Tokenization can be applied to the entire company or only to a selected one property. The same principle also applies to a textile company, be it a textile manufacturing company or trade. The whole company or just a single label can be tokenize.
A perfect example is also a car garage that deals in vintage cars. Through Tokenization allows the company to maximize liquidity, hence more classic cars buy these restore and sell.
Through tokenization, the company gains global investors, regardless of geographic location. This results in investors expressing interest in the end product and the company thus wins customers.
Due to demand, the purchased token increases in value and so does it Trading volume of the token.
In this way, the investors and the company can use the token resell for a much higher price, providing more liquidity.
Existing companies as well as startups can be easily tokenized and their
Enjoy liquidity advantages.
Interesting business
The interesting business for investors is staking (investment) of tokens.
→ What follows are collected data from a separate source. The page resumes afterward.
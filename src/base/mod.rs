//! Foundation types for rule generation.
//!
//! This module provides the primitive identifiers used throughout the engine:
//! - [`DirPath`] - Normalized repository-relative directory
//! - [`TypeName`] - Fully-qualified type name (`com.example.Foo`)
//! - [`Label`] - Build target label (`@repo//pkg:name`)
//!
//! This module has NO dependencies on other rulegen modules.

mod dir_path;
mod label;
mod type_name;

pub use dir_path::DirPath;
pub use label::{Label, LabelParseError};
pub use type_name::TypeName;
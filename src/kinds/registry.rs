//! Rule-kind registry.
//!
//! Every kind maps to one of three immutable attribute shapes. The registry is
//! validated once at construction and is read-only afterwards, so it can be
//! shared freely between workers.

use std::fmt;
use std::str::FromStr;

use serde::{Deserialize, Serialize};

use super::loads::JAVA_LOADS;
use crate::error::RegistryError;

// ============================================================================
// ATTRIBUTES
// ============================================================================

/// A rule attribute known to the engine.
#[derive(Copy, Clone, Debug, PartialEq, Eq, Hash, Ord, PartialOrd, Serialize, Deserialize)]
#[serde(rename_all = "snake_case")]
pub enum Attr {
    Srcs,
    /// Compile-time dependencies.
    Deps,
    /// Dependencies needed only at runtime.
    RuntimeDeps,
    /// Dependencies re-published as part of the rule's own API.
    Exports,
}

impl Attr {
    /// The attributes that can receive resolved dependency labels.
    pub const CHANNELS: [Attr; 3] = [Attr::Deps, Attr::RuntimeDeps, Attr::Exports];

    /// Attribute name as written in build files.
    pub const fn as_str(self) -> &'static str {
        match self {
            Attr::Srcs => "srcs",
            Attr::Deps => "deps",
            Attr::RuntimeDeps => "runtime_deps",
            Attr::Exports => "exports",
        }
    }

    /// True for `deps`, `runtime_deps` and `exports`.
    pub fn is_channel(self) -> bool {
        Self::CHANNELS.contains(&self)
    }
}

impl fmt::Display for Attr {
    fn fmt(&self, f: &mut fmt::Formatter<'_>) -> fmt::Result {
        f.write_str(self.as_str())
    }
}

// ============================================================================
// KIND INFO
// ============================================================================

/// Attribute metadata for one rule kind.
#[derive(Clone, Copy, Debug, PartialEq, Eq)]
pub struct RuleKindInfo {
    /// Every attribute the kind accepts.
    pub attrs: &'static [Attr],
    /// Attributes that must be populated for the rule to be valid.
    pub non_empty_attrs: &'static [Attr],
    /// Attributes whose existing values are merged rather than overwritten.
    pub mergeable_attrs: &'static [Attr],
    /// Attributes that receive resolved dependency labels.
    pub resolve_attrs: &'static [Attr],
}

impl RuleKindInfo {
    /// Whether the kind accepts `attr` at all.
    pub fn supports(&self, attr: Attr) -> bool {
        self.attrs.contains(&attr)
    }

    /// Whether `attr` receives resolved labels for this kind.
    pub fn resolves(&self, attr: Attr) -> bool {
        self.resolve_attrs.contains(&attr)
    }

    /// Whether `attr` must be populated.
    pub fn is_non_empty(&self, attr: Attr) -> bool {
        self.non_empty_attrs.contains(&attr)
    }

    /// Whether existing values of `attr` are merged.
    pub fn is_mergeable(&self, attr: Attr) -> bool {
        self.mergeable_attrs.contains(&attr)
    }

    fn validate(&self, kind: RuleKind) -> Result<(), RegistryError> {
        let sets = [
            ("non_empty_attrs", self.non_empty_attrs),
            ("mergeable_attrs", self.mergeable_attrs),
            ("resolve_attrs", self.resolve_attrs),
        ];
        for (set, attrs) in sets {
            if let Some(attr) = attrs.iter().find(|a| !self.supports(**a)) {
                return Err(RegistryError::UnsupportedAttr {
                    kind: kind.as_str(),
                    attr: attr.as_str(),
                    set,
                });
            }
        }
        if let Some(attr) = self.resolve_attrs.iter().find(|a| !a.is_channel()) {
            return Err(RegistryError::NonChannelResolveAttr {
                kind: kind.as_str(),
                attr: attr.as_str(),
            });
        }
        Ok(())
    }
}

/// Binaries and tests: compile and runtime channels, no exports.
const WITH_RUNTIME_DEPS: RuleKindInfo = RuleKindInfo {
    attrs: &[Attr::Srcs, Attr::Deps, Attr::RuntimeDeps],
    non_empty_attrs: &[Attr::Deps, Attr::Srcs],
    mergeable_attrs: &[Attr::Srcs],
    resolve_attrs: &[Attr::Deps, Attr::RuntimeDeps],
};

/// Generated-code kinds: a compile channel only.
const COMPILE_ONLY: RuleKindInfo = RuleKindInfo {
    attrs: &[Attr::Srcs, Attr::Deps],
    non_empty_attrs: &[Attr::Deps, Attr::Srcs],
    mergeable_attrs: &[Attr::Srcs],
    resolve_attrs: &[Attr::Deps],
};

/// Libraries: compile, runtime and export channels.
const LIBRARY: RuleKindInfo = RuleKindInfo {
    attrs: &[Attr::Srcs, Attr::Deps, Attr::RuntimeDeps, Attr::Exports],
    non_empty_attrs: &[Attr::Deps, Attr::Exports, Attr::Srcs],
    mergeable_attrs: &[Attr::Srcs],
    resolve_attrs: &[Attr::Deps, Attr::Exports, Attr::RuntimeDeps],
};

/// The attribute shape a kind uses.
#[derive(Copy, Clone, Debug, PartialEq, Eq, Hash)]
pub enum KindShape {
    WithRuntimeDeps,
    CompileOnly,
    Library,
}

impl KindShape {
    /// Attribute metadata shared by every kind of this shape.
    pub const fn info(self) -> &'static RuleKindInfo {
        match self {
            KindShape::WithRuntimeDeps => &WITH_RUNTIME_DEPS,
            KindShape::CompileOnly => &COMPILE_ONLY,
            KindShape::Library => &LIBRARY,
        }
    }
}

// ============================================================================
// RULE KINDS
// ============================================================================

/// Every rule kind the engine can produce.
#[derive(Copy, Clone, Debug, PartialEq, Eq, Hash, Ord, PartialOrd, Serialize, Deserialize)]
#[serde(rename_all = "snake_case")]
pub enum RuleKind {
    JavaBinary,
    JavaJunit5Test,
    JavaLibrary,
    JavaTest,
    JavaTestSuite,
    JavaProtoLibrary,
    JavaGrpcLibrary,
    UnitPackage,
    UnitTest,
    IntTest,
    TestTest,
    LibraryPackage,
    TestPackage,
}

impl RuleKind {
    pub const ALL: [RuleKind; 13] = [
        RuleKind::JavaBinary,
        RuleKind::JavaJunit5Test,
        RuleKind::JavaLibrary,
        RuleKind::JavaTest,
        RuleKind::JavaTestSuite,
        RuleKind::JavaProtoLibrary,
        RuleKind::JavaGrpcLibrary,
        RuleKind::UnitPackage,
        RuleKind::UnitTest,
        RuleKind::IntTest,
        RuleKind::TestTest,
        RuleKind::LibraryPackage,
        RuleKind::TestPackage,
    ];

    /// Kind name as written in build files.
    pub const fn as_str(self) -> &'static str {
        match self {
            RuleKind::JavaBinary => "java_binary",
            RuleKind::JavaJunit5Test => "java_junit5_test",
            RuleKind::JavaLibrary => "java_library",
            RuleKind::JavaTest => "java_test",
            RuleKind::JavaTestSuite => "java_test_suite",
            RuleKind::JavaProtoLibrary => "java_proto_library",
            RuleKind::JavaGrpcLibrary => "java_grpc_library",
            RuleKind::UnitPackage => "unit_package",
            RuleKind::UnitTest => "unit_test",
            RuleKind::IntTest => "int_test",
            RuleKind::TestTest => "test_test",
            RuleKind::LibraryPackage => "library_package",
            RuleKind::TestPackage => "test_package",
        }
    }

    /// Attribute layout of the kind.
    pub const fn shape(self) -> KindShape {
        match self {
            RuleKind::JavaLibrary | RuleKind::LibraryPackage => KindShape::Library,
            RuleKind::JavaProtoLibrary | RuleKind::JavaGrpcLibrary => KindShape::CompileOnly,
            RuleKind::JavaBinary
            | RuleKind::JavaJunit5Test
            | RuleKind::JavaTest
            | RuleKind::JavaTestSuite
            | RuleKind::UnitPackage
            | RuleKind::UnitTest
            | RuleKind::IntTest
            | RuleKind::TestTest
            | RuleKind::TestPackage => KindShape::WithRuntimeDeps,
        }
    }

    /// Attribute metadata of the kind.
    pub const fn info(self) -> &'static RuleKindInfo {
        self.shape().info()
    }
}

impl fmt::Display for RuleKind {
    fn fmt(&self, f: &mut fmt::Formatter<'_>) -> fmt::Result {
        f.write_str(self.as_str())
    }
}

impl FromStr for RuleKind {
    type Err = RegistryError;

    fn from_str(s: &str) -> Result<Self, Self::Err> {
        RuleKind::ALL
            .into_iter()
            .find(|kind| kind.as_str() == s)
            .ok_or_else(|| RegistryError::NotRegistered(s.to_string()))
    }
}

// ============================================================================
// REGISTRY
// ============================================================================

/// Validated, immutable view of every registered rule kind.
#[derive(Debug, Clone)]
pub struct KindRegistry {
    kinds: &'static [RuleKind],
}

impl KindRegistry {
    /// Build the registry, checking the static tables for consistency.
    pub fn new() -> Result<Self, RegistryError> {
        let registry = Self {
            kinds: &RuleKind::ALL,
        };
        registry.validate()?;
        Ok(registry)
    }

    /// Check every kind's shape and its load statement.
    pub fn validate(&self) -> Result<(), RegistryError> {
        for &kind in self.kinds {
            kind.info().validate(kind)?;

            let loads = JAVA_LOADS
                .iter()
                .filter(|load| load.symbols.contains(&kind))
                .count();
            match loads {
                0 => return Err(RegistryError::MissingLoad(kind.as_str())),
                1 => {}
                _ => return Err(RegistryError::DuplicateLoad(kind.as_str())),
            }
        }
        Ok(())
    }

    /// Resolve a kind name.
    pub fn kind(&self, name: &str) -> Result<RuleKind, RegistryError> {
        name.parse()
    }

    /// Look up the attribute metadata of a kind by name.
    pub fn lookup(&self, name: &str) -> Result<&'static RuleKindInfo, RegistryError> {
        self.kind(name).map(RuleKind::info)
    }

    /// Attribute metadata of a kind already looked up.
    pub fn info(&self, kind: RuleKind) -> &'static RuleKindInfo {
        kind.info()
    }

    /// Iterate over all registered kinds with their metadata.
    pub fn kinds(&self) -> impl Iterator<Item = (RuleKind, &'static RuleKindInfo)> + '_ {
        self.kinds.iter().map(|&kind| (kind, kind.info()))
    }

    /// Number of registered kinds.
    pub fn len(&self) -> usize {
        self.kinds.len()
    }

    /// True when no kind is registered.
    pub fn is_empty(&self) -> bool {
        self.kinds.is_empty()
    }
}

#[cfg(test)]
mod tests {
    use super::*;

    #[test]
    fn test_registry_validates() {
        let registry = KindRegistry::new().unwrap();
        assert_eq!(registry.len(), 13);
    }

    #[test]
    fn test_lookup_unknown_kind() {
        let registry = KindRegistry::new().unwrap();
        assert_eq!(
            registry.lookup("kt_jvm_library"),
            Err(RegistryError::NotRegistered("kt_jvm_library".into()))
        );
    }

    #[test]
    fn test_shapes() {
        let registry = KindRegistry::new().unwrap();

        let test = registry.lookup("java_test").unwrap();
        assert!(test.resolves(Attr::Deps));
        assert!(test.resolves(Attr::RuntimeDeps));
        assert!(!test.resolves(Attr::Exports));

        let proto = registry.lookup("java_proto_library").unwrap();
        assert_eq!(proto.resolve_attrs, &[Attr::Deps]);
        assert!(!proto.supports(Attr::RuntimeDeps));

        let lib = registry.lookup("library_package").unwrap();
        assert!(lib.resolves(Attr::Exports));
        assert!(lib.resolves(Attr::RuntimeDeps));
        assert!(lib.is_non_empty(Attr::Exports));
        assert!(lib.is_mergeable(Attr::Srcs));
        assert!(!lib.is_mergeable(Attr::Deps));
    }

    #[test]
    fn test_resolve_attrs_are_channels() {
        let registry = KindRegistry::new().unwrap();
        for (_, info) in registry.kinds() {
            assert!(info.resolve_attrs.iter().all(|a| a.is_channel()));
            assert!(info.resolve_attrs.iter().all(|a| info.supports(*a)));
        }
    }

    #[test]
    fn test_runtime_channel_is_all_or_nothing() {
        for kind in RuleKind::ALL {
            let info = kind.info();
            assert_eq!(
                info.supports(Attr::RuntimeDeps),
                info.resolves(Attr::RuntimeDeps),
                "{kind} supports runtime_deps only partially"
            );
        }
    }

    #[test]
    fn test_invalid_shape_is_rejected() {
        let bad = RuleKindInfo {
            attrs: &[Attr::Srcs, Attr::Deps],
            non_empty_attrs: &[],
            mergeable_attrs: &[],
            resolve_attrs: &[Attr::Deps, Attr::RuntimeDeps],
        };
        assert!(matches!(
            bad.validate(RuleKind::JavaProtoLibrary),
            Err(RegistryError::UnsupportedAttr { attr: "runtime_deps", .. })
        ));

        let not_channel = RuleKindInfo {
            attrs: &[Attr::Srcs, Attr::Deps],
            non_empty_attrs: &[],
            mergeable_attrs: &[],
            resolve_attrs: &[Attr::Srcs],
        };
        assert!(matches!(
            not_channel.validate(RuleKind::JavaProtoLibrary),
            Err(RegistryError::NonChannelResolveAttr { attr: "srcs", .. })
        ));
    }

    #[test]
    fn test_kind_names_round_trip() {
        for kind in RuleKind::ALL {
            assert_eq!(kind.as_str().parse::<RuleKind>(), Ok(kind));
            let json = serde_json::to_string(&kind).unwrap();
            assert_eq!(json, format!("\"{}\"", kind.as_str()));
        }
    }
}
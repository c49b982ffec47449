use crate::{Error, PatchOptions, PatchResult, Result, UnitOutcome, UnitStatus};
use crate::{apply_search_replace, apply_unified_diff, apply_whole_file};
use std::str::FromStr;

/// The three edit representations the engine can reconcile.
///
/// A strategy is selected once per request (typically from configuration),
/// never per hunk.
#[derive(Debug, Clone, Copy, PartialEq, Eq)]
pub enum ApplyStrategy {
	WholeFile,
	UnifiedDiff,
	SearchReplace,
}

impl ApplyStrategy {
	/// Applies the raw model response to `original_content` with this
	/// strategy, returning the new content plus per-unit outcomes.
	pub fn apply(&self, original_content: &str, raw_response: &str, options: &PatchOptions) -> PatchResult {
		match self {
			ApplyStrategy::WholeFile => PatchResult {
				content: apply_whole_file(raw_response),
				outcomes: vec![UnitOutcome {
					unit_index: 0,
					status: UnitStatus::Applied,
					note: None,
				}],
				aborted: false,
			},
			ApplyStrategy::UnifiedDiff => apply_unified_diff(original_content, raw_response, options),
			ApplyStrategy::SearchReplace => apply_search_replace(original_content, raw_response),
		}
	}
}

impl FromStr for ApplyStrategy {
	type Err = Error;

	fn from_str(s: &str) -> Result<Self> {
		match s.trim().to_ascii_lowercase().as_str() {
			"wholefile" | "whole-file" | "whole_file" => Ok(Self::WholeFile),
			"udiff" | "unified-diff" | "unified_diff" => Ok(Self::UnifiedDiff),
			"searchreplace" | "search-replace" | "search_replace" => Ok(Self::SearchReplace),
			other => Err(Error::UnknownStrategy(other.to_string())),
		}
	}
}

// region:    --- Tests


// endregion: --- Tests
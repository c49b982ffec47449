use derive_more::{Display, From};

pub type Result<T> = core::result::Result<T, Error>;

#[derive(Debug, Display, From)]
pub enum Error {
	#[from(String, &String, &str)]
	Custom(String),

	#[display("unknown apply strategy '{_0}' (expected 'whole-file', 'udiff', or 'search-replace')")]
	UnknownStrategy(String),
}

// region:    --- Error Boilerplate

impl std::error::Error for Error {}

// endregion: --- Error Boilerplate
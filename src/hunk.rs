use tracing::warn;

/// Classification tag for one line of a diff-like edit.
#[derive(Debug, Clone, Copy, PartialEq, Eq)]
pub enum LineKind {
	Context,
	Addition,
	Removal,
}

/// One classified line of a proposed edit.
///
/// `text` excludes the leading tag character and keeps the original line
/// terminator. Immutable once classified.
#[derive(Debug, Clone)]
pub struct EditLine {
	pub kind: LineKind,
	pub text: String,
}

/// One contiguous block of context/removal/addition lines.
#[derive(Debug, Clone, Default)]
pub struct Hunk {
	lines: Vec<EditLine>,
}

impl Hunk {
	pub fn lines(&self) -> &[EditLine] {
		&self.lines
	}

	/// Reconstructed original-side text: context + removal lines, in document
	/// order, each retaining its original line terminator.
	pub fn before(&self) -> String {
		self.lines
			.iter()
			.filter(|l| matches!(l.kind, LineKind::Context | LineKind::Removal))
			.map(|l| l.text.as_str())
			.collect()
	}

	/// Reconstructed new-side text: context + addition lines, in document order.
	pub fn after(&self) -> String {
		self.lines
			.iter()
			.filter(|l| matches!(l.kind, LineKind::Context | LineKind::Addition))
			.map(|l| l.text.as_str())
			.collect()
	}

	/// A hunk with no context/removal lines. Appended at the end of the
	/// content rather than searched for.
	pub fn is_pure_insertion(&self) -> bool {
		!self.lines.iter().any(|l| matches!(l.kind, LineKind::Context | LineKind::Removal))
	}
}

/// Parses a diff-like text into ordered hunks, plus one diagnostic per
/// truncated hunk so droppage stays visible to callers.
///
/// - File header lines (`---` / `+++`) are dropped unconditionally; paths and
///   range metadata coming from a model are never trusted.
/// - An `@@` line closes the current hunk, if any, and opens a new one. Any
///   numbers it carries are ignored.
/// - Within an open hunk, lines are tagged by their first character: space for
///   context, `-` for removal, `+` for addition. Any other line ends that
///   hunk's collection; the remainder is skipped until the next `@@` line and
///   the truncation is recorded as a diagnostic.
/// - Tagged lines before the first `@@` line are discarded.
/// - Hunks that collected no lines are discarded.
pub fn parse_hunks(raw: &str) -> (Vec<Hunk>, Vec<String>) {
	let mut hunks: Vec<Hunk> = Vec::new();
	let mut issues: Vec<String> = Vec::new();
	let mut current: Option<Hunk> = None;

	for line in raw.split_inclusive('\n') {
		let stripped = line.strip_suffix('\n').unwrap_or(line);
		let stripped = stripped.strip_suffix('\r').unwrap_or(stripped);

		if stripped.starts_with("---") || stripped.starts_with("+++") {
			continue;
		}

		if stripped.starts_with("@@") {
			push_hunk(&mut hunks, current.take());
			current = Some(Hunk::default());
			continue;
		}

		let kind = match line.as_bytes().first() {
			Some(b' ') => Some(LineKind::Context),
			Some(b'-') => Some(LineKind::Removal),
			Some(b'+') => Some(LineKind::Addition),
			_ => None,
		};

		match kind {
			Some(kind) => {
				// Tagged lines outside an open hunk are discarded.
				if let Some(hunk) = current.as_mut() {
					hunk.lines.push(EditLine {
						kind,
						text: line[1..].to_string(),
					});
				}
			}
			None => {
				if current.is_some() {
					warn!(line = stripped, "malformed line inside hunk, ending hunk collection");
					issues.push(format!(
						"hunk truncated at untagged line '{stripped}'; remaining lines dropped until next '@@'"
					));
					push_hunk(&mut hunks, current.take());
				}
			}
		}
	}

	push_hunk(&mut hunks, current.take());

	(hunks, issues)
}

// region:    --- Support

fn push_hunk(hunks: &mut Vec<Hunk>, hunk: Option<Hunk>) {
	if let Some(hunk) = hunk
		&& !hunk.lines.is_empty()
	{
		hunks.push(hunk);
	}
}

// endregion: --- Support

// region:    --- Tests


// endregion: --- Tests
What is staking?
Staking is a process whereby investors receive rewards by investing their tokens in crypto Lock wallets and use them to validate network transactions or as a source of liquidity for make available to others.
Consensus in a PoS network is achieved through validators staking their coins.
Validators are participants who are selected at random and verify that a transaction is valid and correct.
The original concept of standard staking in proof-of-stake networks is becoming more common used in DeFi apps by users staking their coins and thereby additional income can generate.
Staking is becoming increasingly important within the crypto community as more and more users want to make profits from their cryptos on DeFi platforms. This type of business was made by Banks and other central financial institutions dominate. The Decentralized Finance System (DeFi) offers users the opportunity to deposit their cryptocurrencies into liquidity pools, in order to to make capital available to other users and earn additional income in return to generate.